Предположительно транслировавшееся, зримое на этом, надо сказать, стандартном, не громадном экране, изображение менялось с той или иной частотой – скоростью, однако какое точно оно, это изображение, было – понять с такого расстояния, было невозможно. Но я – мы с ребятами – были, помнится, довольны и этим, – что хоть в таком виде наблюдаем предположительно телеизображение, телевизионный экран.
Ну а теперь, мысленно развернувшись на 180 градусов, начну свое движение – также мысленно – сперва по кухне бабушкиной коммунальной квартиры, поскольку комнату бабушки я уже вроде всю описал.

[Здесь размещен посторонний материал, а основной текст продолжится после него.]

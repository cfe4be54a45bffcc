//! Application name extraction from free text.

use super::rules::IntentRules;
use crate::app_config::sanitize_name;
use regex::Regex;
use std::sync::OnceLock;

/// Words that fill the "my <name> app" slot without naming anything.
const FILLER_WORDS: &[&str] = &[
    "new", "own", "web", "simple", "small", "little", "first", "cool", "test", "demo", "the",
];

struct NamePatterns {
    quoted: Regex,
    called: Regex,
    my_app: Regex,
}

static PATTERNS: OnceLock<NamePatterns> = OnceLock::new();

fn patterns() -> &'static NamePatterns {
    PATTERNS.get_or_init(|| NamePatterns {
        quoted: Regex::new(r#"(?:^|\s)["'`]([A-Za-z0-9][A-Za-z0-9 _.-]{0,60})["'`]"#)
            .expect("quoted-name pattern is valid"),
        called: Regex::new(r"(?i)\b(?:called|named)\s+([A-Za-z0-9][A-Za-z0-9_.-]*)")
            .expect("called-name pattern is valid"),
        my_app: Regex::new(
            r"(?i)\bmy\s+([A-Za-z0-9][A-Za-z0-9_.-]*)\s+(?:app|application|api|service|site|website|project|backend|server)\b",
        )
        .expect("my-app pattern is valid"),
    })
}

/// Extracts an explicit application name, if the request contains one.
///
/// Quoted names are taken verbatim. The "called X" and "my X app" forms are
/// skipped when X is a framework, provider or mode keyword ("my Flask app")
/// or a filler word ("my new app").
pub fn extract_name(text: &str, rules: &IntentRules) -> Option<String> {
    let patterns = patterns();

    if let Some(name) = patterns
        .quoted
        .captures_iter(text)
        .filter_map(|cap| cap.get(1))
        .find_map(|m| sanitize_name(m.as_str()))
    {
        return Some(name);
    }

    for pattern in [&patterns.called, &patterns.my_app] {
        for cap in pattern.captures_iter(text) {
            let Some(token) = cap.get(1).map(|m| m.as_str()) else {
                continue;
            };
            let lowered = token.to_lowercase();
            if rules.is_keyword(&lowered) || FILLER_WORDS.contains(&lowered.as_str()) {
                continue;
            }
            if let Some(name) = sanitize_name(token) {
                return Some(name);
            }
        }
    }

    None
}
//! React single-page applications

use super::*;

pub struct ReactFramework;

impl Framework for ReactFramework {
    fn id(&self) -> AppType {
        AppType::React
    }

    fn ecosystem(&self) -> Ecosystem {
        Ecosystem::Node
    }

    fn dependency_patterns(&self) -> Vec<DependencyPattern> {
        vec![
            DependencyPattern {
                pattern_type: DependencyPatternType::NpmPackage,
                pattern: "react",
            },
            DependencyPattern {
                pattern_type: DependencyPatternType::NpmPackage,
                pattern: "react-dom",
            },
        ]
    }
}
//! Structured logging setup for autodeploy
//!
//! Installs a `tracing` subscriber once per process. Output always goes to
//! stderr so that JSON/YAML printed on stdout stays machine-readable.
//!
//! # Example
//!
//! ```no_run
//! use autodeploy::util::logging;
//! use tracing::{debug, info};
//!
//! logging::init_from_env();
//!
//! info!("Application started");
//! debug!(repo = "./service", "Inspecting repository");
//! ```

use std::env;
use std::sync::Once;
use tracing::Level;
use tracing_subscriber::{fmt, layer::SubscriberExt, util::SubscriberInitExt, EnvFilter};

static INIT: Once = Once::new();

/// Crates whose chatter is pinned to `warn` unless `RUST_LOG` says otherwise.
const NOISY_TARGETS: &[&str] = &["h2", "hyper", "hyper_util", "reqwest", "ignore", "globset"];

/// Configuration for logging initialization
#[derive(Debug, Clone)]
pub struct LoggingConfig {
    /// Minimum log level to display
    pub level: Level,

    /// Use JSON output format
    pub use_json: bool,

    /// Include the module target (e.g., autodeploy::inspect) in logs
    pub include_target: bool,

    /// Include file and line number information
    pub include_location: bool,

    /// Include thread ID and name in logs
    pub include_thread_ids: bool,
}

impl Default for LoggingConfig {
    fn default() -> Self {
        Self {
            level: Level::INFO,
            use_json: false,
            include_target: true,
            include_location: false,
            include_thread_ids: false,
        }
    }
}

impl LoggingConfig {
    pub fn with_level(level: Level) -> Self {
        Self {
            level,
            ..Default::default()
        }
    }

    /// JSON output with full metadata.
    pub fn production() -> Self {
        Self {
            level: Level::INFO,
            use_json: true,
            include_target: true,
            include_location: true,
            include_thread_ids: true,
        }
    }

    pub fn development() -> Self {
        Self {
            level: Level::DEBUG,
            ..Default::default()
        }
    }
}

/// Parses a log level from a string, case-insensitively.
///
/// ```
/// use autodeploy::util::logging::parse_level;
/// use tracing::Level;
///
/// assert_eq!(parse_level("debug"), Some(Level::DEBUG));
/// assert_eq!(parse_level("WARN"), Some(Level::WARN));
/// assert_eq!(parse_level("loud"), None);
/// ```
pub fn parse_level(level_str: &str) -> Option<Level> {
    match level_str.trim().to_lowercase().as_str() {
        "trace" => Some(Level::TRACE),
        "debug" => Some(Level::DEBUG),
        "info" => Some(Level::INFO),
        "warn" => Some(Level::WARN),
        "error" => Some(Level::ERROR),
        _ => None,
    }
}

fn build_filter(level: Level) -> EnvFilter {
    let mut filter = EnvFilter::from_default_env();
    if let Ok(directive) = format!("autodeploy={}", level).parse() {
        filter = filter.add_directive(directive);
    }

    if env::var("RUST_LOG").is_err() {
        for target in NOISY_TARGETS {
            if let Ok(directive) = format!("{}=warn", target).parse() {
                filter = filter.add_directive(directive);
            }
        }
    }
    filter
}

/// Initializes the logging system. Only the first call has any effect.
pub fn init_logging(config: LoggingConfig) {
    INIT.call_once(|| {
        let filter = build_filter(config.level);

        if config.use_json {
            tracing_subscriber::registry()
                .with(filter)
                .with(
                    fmt::layer()
                        .json()
                        .with_writer(std::io::stderr)
                        .with_target(config.include_target)
                        .with_file(config.include_location)
                        .with_line_number(config.include_location)
                        .with_thread_ids(config.include_thread_ids)
                        .with_thread_names(config.include_thread_ids),
                )
                .init();
        } else {
            tracing_subscriber::registry()
                .with(filter)
                .with(
                    fmt::layer()
                        .with_writer(std::io::stderr)
                        .with_target(config.include_target)
                        .with_file(config.include_location)
                        .with_line_number(config.include_location)
                        .with_thread_ids(config.include_thread_ids)
                        .with_thread_names(config.include_thread_ids),
                )
                .init();
        }
    });
}

pub fn init_default() {
    init_logging(LoggingConfig::default());
}

/// Reads `AUTODEPLOY_LOG_LEVEL` and `AUTODEPLOY_LOG_JSON`. An unknown level
/// falls back to INFO with a note on stderr.
pub fn init_from_env() {
    init_logging(config_from_env());
}

fn config_from_env() -> LoggingConfig {
    let level = match env::var("AUTODEPLOY_LOG_LEVEL") {
        Ok(raw) => parse_level(&raw).unwrap_or_else(|| {
            eprintln!(
                "Invalid log level '{}', defaulting to INFO. Valid levels: trace, debug, info, warn, error",
                raw
            );
            Level::INFO
        }),
        Err(_) => Level::INFO,
    };

    let use_json = env::var("AUTODEPLOY_LOG_JSON")
        .ok()
        .and_then(|v| v.parse::<bool>().ok())
        .unwrap_or(false);

    LoggingConfig {
        level,
        use_json,
        ..Default::default()
    }
}
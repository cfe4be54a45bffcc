//! Utility modules for autodeploy

pub mod logging;

pub use logging::{init_default, init_from_env, init_logging, LoggingConfig};
use crate::app_config::{AppConfig, ConfigInvariantError};
use crate::generate::{ArtifactBundle, GenerateError};
use crate::inspect::Evidence;
use crate::intent::InputError;
use serde::Serialize;
use thiserror::Error;

/// What the caller asked for: free text plus an optional repository locator.
#[derive(Debug, Clone, PartialEq, Eq)]
pub struct DeploymentRequest {
    pub text: String,
    pub repository: Option<String>,
}

impl DeploymentRequest {
    pub fn new(text: impl Into<String>) -> Self {
        Self {
            text: text.into(),
            repository: None,
        }
    }

    pub fn with_repository(mut self, locator: impl Into<String>) -> Self {
        self.repository = Some(locator.into());
        self
    }
}

/// Whether the bundle was built with everything the caller supplied.
#[derive(Debug, Clone, PartialEq, Eq, Serialize)]
#[serde(tag = "status", rename_all = "snake_case")]
pub enum RunStatus {
    Complete,
    /// The repository could not be analyzed; the bundle uses intent only.
    Degraded { reason: String },
}

impl RunStatus {
    pub fn is_degraded(&self) -> bool {
        matches!(self, RunStatus::Degraded { .. })
    }

    pub fn as_str(&self) -> &'static str {
        match self {
            RunStatus::Complete => "complete",
            RunStatus::Degraded { .. } => "degraded",
        }
    }
}

#[derive(Debug, Clone, Serialize)]
pub struct PipelineOutcome {
    /// Configuration as extracted from the text, before any evidence.
    pub intent: AppConfig,
    pub evidence: Option<Evidence>,
    pub bundle: ArtifactBundle,
    #[serde(flatten)]
    pub status: RunStatus,
}

impl PipelineOutcome {
    /// The merged configuration the bundle was rendered from.
    pub fn config(&self) -> &AppConfig {
        &self.bundle.config
    }

    pub fn is_degraded(&self) -> bool {
        self.status.is_degraded()
    }
}

#[derive(Debug, Error)]
pub enum PipelineError {
    #[error("Invalid request: {0}")]
    Input(#[from] InputError),

    #[error("Merged configuration is invalid: {0}")]
    InvalidConfig(#[from] ConfigInvariantError),

    #[error("Artifact generation failed: {0}")]
    Generate(#[from] GenerateError),
}
//! Template selection table.
//!
//! Every branch of artifact generation is a lookup here. Container templates
//! are keyed by app type, infrastructure and rollout by provider and mode,
//! deploy scripts by provider. Templates themselves are plain interpolation.

use super::bundle::ArtifactKind;
use super::render::{check_template_syntax, template_environment};
use super::GenerateError;
use crate::stack::{AppType, CloudProvider, DeploymentMode};
use crate::stack::{AppType as A, CloudProvider as C, DeploymentMode as M};
use minijinja::Environment;
use serde::Serialize;
use std::collections::BTreeMap;
use std::fmt;

#[derive(Debug, Clone, Copy, PartialEq, Eq, Hash, PartialOrd, Ord)]
pub enum TemplateKey {
    Container(AppType),
    Infrastructure(CloudProvider, DeploymentMode),
    /// Final command of the deploy script.
    Rollout(CloudProvider, DeploymentMode),
    DeployScript(CloudProvider),
    Compose,
    Instructions,
}

impl TemplateKey {
    pub fn kind(&self) -> ArtifactKind {
        match self {
            TemplateKey::Container(_) => ArtifactKind::Container,
            TemplateKey::Infrastructure(..) => ArtifactKind::Infrastructure,
            TemplateKey::Rollout(..) | TemplateKey::DeployScript(_) => ArtifactKind::DeployScript,
            TemplateKey::Compose => ArtifactKind::Compose,
            TemplateKey::Instructions => ArtifactKind::Instructions,
        }
    }
}

impl fmt::Display for TemplateKey {
    fn fmt(&self, f: &mut fmt::Formatter<'_>) -> fmt::Result {
        match self {
            TemplateKey::Container(app_type) => write!(f, "container[{}]", app_type),
            TemplateKey::Infrastructure(cloud, mode) => {
                write!(f, "infrastructure[{}/{}]", cloud, mode)
            }
            TemplateKey::Rollout(cloud, mode) => write!(f, "rollout[{}/{}]", cloud, mode),
            TemplateKey::DeployScript(cloud) => write!(f, "deploy-script[{}]", cloud),
            TemplateKey::Compose => write!(f, "compose"),
            TemplateKey::Instructions => write!(f, "instructions"),
        }
    }
}

/// How faithfully a template models its target.
#[derive(Debug, Clone, Copy, PartialEq, Eq, Serialize)]
#[serde(tag = "fidelity", rename_all = "snake_case")]
pub enum Fidelity {
    Full,
    BestEffort { note: &'static str },
}

impl Fidelity {
    pub fn note(&self) -> Option<&'static str> {
        match *self {
            Fidelity::Full => None,
            Fidelity::BestEffort { note } => Some(note),
        }
    }
}

#[derive(Debug, Clone, Copy, PartialEq, Eq)]
pub struct TemplateRecord {
    pub name: &'static str,
    pub source: &'static str,
    pub fidelity: Fidelity,
}

impl TemplateRecord {
    pub const fn full(name: &'static str, source: &'static str) -> Self {
        Self {
            name,
            source,
            fidelity: Fidelity::Full,
        }
    }

    pub const fn best_effort(name: &'static str, source: &'static str, note: &'static str) -> Self {
        Self {
            name,
            source,
            fidelity: Fidelity::BestEffort { note },
        }
    }
}

const DOCKER_FLASK: &str = include_str!("templates/docker_flask.j2");
const DOCKER_DJANGO: &str = include_str!("templates/docker_django.j2");
const DOCKER_NODE: &str = include_str!("templates/docker_node.j2");
const DOCKER_REACT: &str = include_str!("templates/docker_react.j2");
const DOCKER_GENERIC: &str = include_str!("templates/docker_generic.j2");

const TF_AWS_ECS: &str = include_str!("templates/tf_aws_ecs.j2");
const TF_AWS_LAMBDA: &str = include_str!("templates/tf_aws_lambda.j2");
const TF_AWS_EC2: &str = include_str!("templates/tf_aws_ec2.j2");
const TF_GCP_CLOUD_RUN: &str = include_str!("templates/tf_gcp_cloud_run.j2");
const TF_GCP_COMPUTE: &str = include_str!("templates/tf_gcp_compute.j2");
const TF_AZURE_CONTAINER: &str = include_str!("templates/tf_azure_container.j2");
const TF_AZURE_VM: &str = include_str!("templates/tf_azure_vm.j2");

const DEPLOY_AWS: &str = include_str!("templates/deploy_aws.j2");
const DEPLOY_GCP: &str = include_str!("templates/deploy_gcp.j2");
const DEPLOY_AZURE: &str = include_str!("templates/deploy_azure.j2");

const COMPOSE: &str = include_str!("templates/compose.j2");
const README: &str = include_str!("templates/readme.j2");

const GCP_CONTAINER_NOTE: &str =
    "GCP containers run on Cloud Run with default scaling; VPC networking is not modeled";
const GCP_SERVERLESS_NOTE: &str =
    "GCP serverless is deployed as a Cloud Run service rather than Cloud Functions";
const GCP_VM_NOTE: &str =
    "GCP VMs use a Container-Optimized OS startup script; registry credentials are not configured";
const AZURE_CONTAINER_NOTE: &str =
    "Azure containers run on Container Instances without autoscaling or a load balancer";
const AZURE_SERVERLESS_NOTE: &str =
    "Azure serverless is deployed as a Container Instances group rather than Azure Functions";
const AZURE_VM_NOTE: &str =
    "Azure VMs take the admin key from ~/.ssh/id_rsa.pub and do not authenticate to the registry";

/// The built-in selection table.
pub const STANDARD_TEMPLATES: &[(TemplateKey, TemplateRecord)] = &[
    (TemplateKey::Container(A::Flask), TemplateRecord::full("docker_flask", DOCKER_FLASK)),
    (TemplateKey::Container(A::Django), TemplateRecord::full("docker_django", DOCKER_DJANGO)),
    (TemplateKey::Container(A::NodeJs), TemplateRecord::full("docker_node", DOCKER_NODE)),
    (TemplateKey::Container(A::Express), TemplateRecord::full("docker_node", DOCKER_NODE)),
    (TemplateKey::Container(A::React), TemplateRecord::full("docker_react", DOCKER_REACT)),
    (TemplateKey::Container(A::Generic), TemplateRecord::full("docker_generic", DOCKER_GENERIC)),
    (
        TemplateKey::Infrastructure(C::Aws, M::Container),
        TemplateRecord::full("tf_aws_ecs", TF_AWS_ECS),
    ),
    (
        TemplateKey::Infrastructure(C::Aws, M::Serverless),
        TemplateRecord::full("tf_aws_lambda", TF_AWS_LAMBDA),
    ),
    (
        TemplateKey::Infrastructure(C::Aws, M::Vm),
        TemplateRecord::full("tf_aws_ec2", TF_AWS_EC2),
    ),
    (
        TemplateKey::Infrastructure(C::Gcp, M::Container),
        TemplateRecord::best_effort("tf_gcp_cloud_run", TF_GCP_CLOUD_RUN, GCP_CONTAINER_NOTE),
    ),
    (
        TemplateKey::Infrastructure(C::Gcp, M::Serverless),
        TemplateRecord::best_effort("tf_gcp_cloud_run", TF_GCP_CLOUD_RUN, GCP_SERVERLESS_NOTE),
    ),
    (
        TemplateKey::Infrastructure(C::Gcp, M::Vm),
        TemplateRecord::best_effort("tf_gcp_compute", TF_GCP_COMPUTE, GCP_VM_NOTE),
    ),
    (
        TemplateKey::Infrastructure(C::Azure, M::Container),
        TemplateRecord::best_effort(
            "tf_azure_container",
            TF_AZURE_CONTAINER,
            AZURE_CONTAINER_NOTE,
        ),
    ),
    (
        TemplateKey::Infrastructure(C::Azure, M::Serverless),
        TemplateRecord::best_effort(
            "tf_azure_container",
            TF_AZURE_CONTAINER,
            AZURE_SERVERLESS_NOTE,
        ),
    ),
    (
        TemplateKey::Infrastructure(C::Azure, M::Vm),
        TemplateRecord::best_effort("tf_azure_vm", TF_AZURE_VM, AZURE_VM_NOTE),
    ),
    (
        TemplateKey::Rollout(C::Aws, M::Container),
        TemplateRecord::full(
            "rollout_aws_ecs",
            "aws ecs update-service --cluster {{ name }}-cluster --service {{ name }} --force-new-deployment --region {{ region }}",
        ),
    ),
    (
        TemplateKey::Rollout(C::Aws, M::Serverless),
        TemplateRecord::full(
            "rollout_aws_lambda",
            "aws lambda update-function-code --function-name {{ name }} --image-uri \"$IMAGE_URI\" --region {{ region }}",
        ),
    ),
    (
        TemplateKey::Rollout(C::Aws, M::Vm),
        TemplateRecord::full(
            "rollout_aws_ec2",
            "terraform apply -auto-approve -input=false -replace=aws_instance.app -var=\"image_uri=$IMAGE_URI\"",
        ),
    ),
    (
        TemplateKey::Rollout(C::Gcp, M::Container),
        TemplateRecord::full(
            "rollout_gcp_run",
            "gcloud run deploy {{ name }} --image \"$IMAGE_URI\" --region {{ region }} --platform managed --port {{ port }}",
        ),
    ),
    (
        TemplateKey::Rollout(C::Gcp, M::Serverless),
        TemplateRecord::full(
            "rollout_gcp_run",
            "gcloud run deploy {{ name }} --image \"$IMAGE_URI\" --region {{ region }} --platform managed --port {{ port }}",
        ),
    ),
    (
        TemplateKey::Rollout(C::Gcp, M::Vm),
        TemplateRecord::full(
            "rollout_gcp_vm",
            "gcloud compute instances reset {{ name }}-vm --zone {{ region }}-a",
        ),
    ),
    (
        TemplateKey::Rollout(C::Azure, M::Container),
        TemplateRecord::full(
            "rollout_azure_aci",
            "az container restart --name {{ name }} --resource-group {{ name }}-rg",
        ),
    ),
    (
        TemplateKey::Rollout(C::Azure, M::Serverless),
        TemplateRecord::full(
            "rollout_azure_aci",
            "az container restart --name {{ name }} --resource-group {{ name }}-rg",
        ),
    ),
    (
        TemplateKey::Rollout(C::Azure, M::Vm),
        TemplateRecord::full(
            "rollout_azure_vm",
            "az vm restart --name {{ name }}-vm --resource-group {{ name }}-rg",
        ),
    ),
    (TemplateKey::DeployScript(C::Aws), TemplateRecord::full("deploy_aws", DEPLOY_AWS)),
    (TemplateKey::DeployScript(C::Gcp), TemplateRecord::full("deploy_gcp", DEPLOY_GCP)),
    (TemplateKey::DeployScript(C::Azure), TemplateRecord::full("deploy_azure", DEPLOY_AZURE)),
    (TemplateKey::Compose, TemplateRecord::full("compose", COMPOSE)),
    (TemplateKey::Instructions, TemplateRecord::full("readme", README)),
];

pub struct TemplateRegistry {
    records: BTreeMap<TemplateKey, TemplateRecord>,
    env: Environment<'static>,
}

impl TemplateRegistry {
    pub fn empty() -> Self {
        Self {
            records: BTreeMap::new(),
            env: template_environment(),
        }
    }

    pub fn standard() -> Result<Self, GenerateError> {
        Self::from_table(STANDARD_TEMPLATES)
    }

    pub fn from_table(table: &[(TemplateKey, TemplateRecord)]) -> Result<Self, GenerateError> {
        let mut registry = Self::empty();
        for (key, record) in table {
            registry.insert(*key, *record)?;
        }
        Ok(registry)
    }

    /// Registers `record` under `key`, rejecting block and comment syntax.
    pub fn insert(&mut self, key: TemplateKey, record: TemplateRecord) -> Result<(), GenerateError> {
        check_template_syntax(record.name, record.source)?;
        self.env
            .add_template(record.name, record.source)
            .map_err(|e| GenerateError::Render {
                template: record.name.to_string(),
                reason: e.to_string(),
            })?;
        self.records.insert(key, record);
        Ok(())
    }

    pub fn remove(&mut self, key: &TemplateKey) -> Option<TemplateRecord> {
        self.records.remove(key)
    }

    pub fn lookup(&self, key: &TemplateKey) -> Result<&TemplateRecord, GenerateError> {
        self.records
            .get(key)
            .ok_or_else(|| GenerateError::TemplateSelection {
                kind: key.kind(),
                key: key.to_string(),
            })
    }

    pub fn keys(&self) -> impl Iterator<Item = &TemplateKey> {
        self.records.keys()
    }

    pub fn len(&self) -> usize {
        self.records.len()
    }

    pub fn is_empty(&self) -> bool {
        self.records.is_empty()
    }

    pub fn render<S: Serialize>(
        &self,
        record: &TemplateRecord,
        context: &S,
    ) -> Result<String, GenerateError> {
        let template = self
            .env
            .get_template(record.name)
            .map_err(|e| GenerateError::Render {
                template: record.name.to_string(),
                reason: e.to_string(),
            })?;
        template.render(context).map_err(|e| GenerateError::Render {
            template: record.name.to_string(),
            reason: e.to_string(),
        })
    }
}

impl fmt::Debug for TemplateRegistry {
    fn fmt(&self, f: &mut fmt::Formatter<'_>) -> fmt::Result {
        f.debug_struct("TemplateRegistry")
            .field("keys", &self.records.keys().collect::<Vec<_>>())
            .finish()
    }
}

Итак, кухня. В самом-самом углу ее, противоположном от входной двери в квартиру, стояла особая, городского типа печь. В холодное время года она отапливала кухню, комнату Мишки и еще соседнюю квартиру, потому что одна из стен печи выходила в комнату Мишки, другая /стена печи/ – в соседнюю квартиру. Стены печи были буквально стенами, поднимаясь от пола до самого-самого потолка. Когда и чем топили печь – не знаю; как-то не доводилось быть свидетелем этого занятия. Вместе с тем другого отопления, кроме печного, совершенно точно помню, в квартире не было.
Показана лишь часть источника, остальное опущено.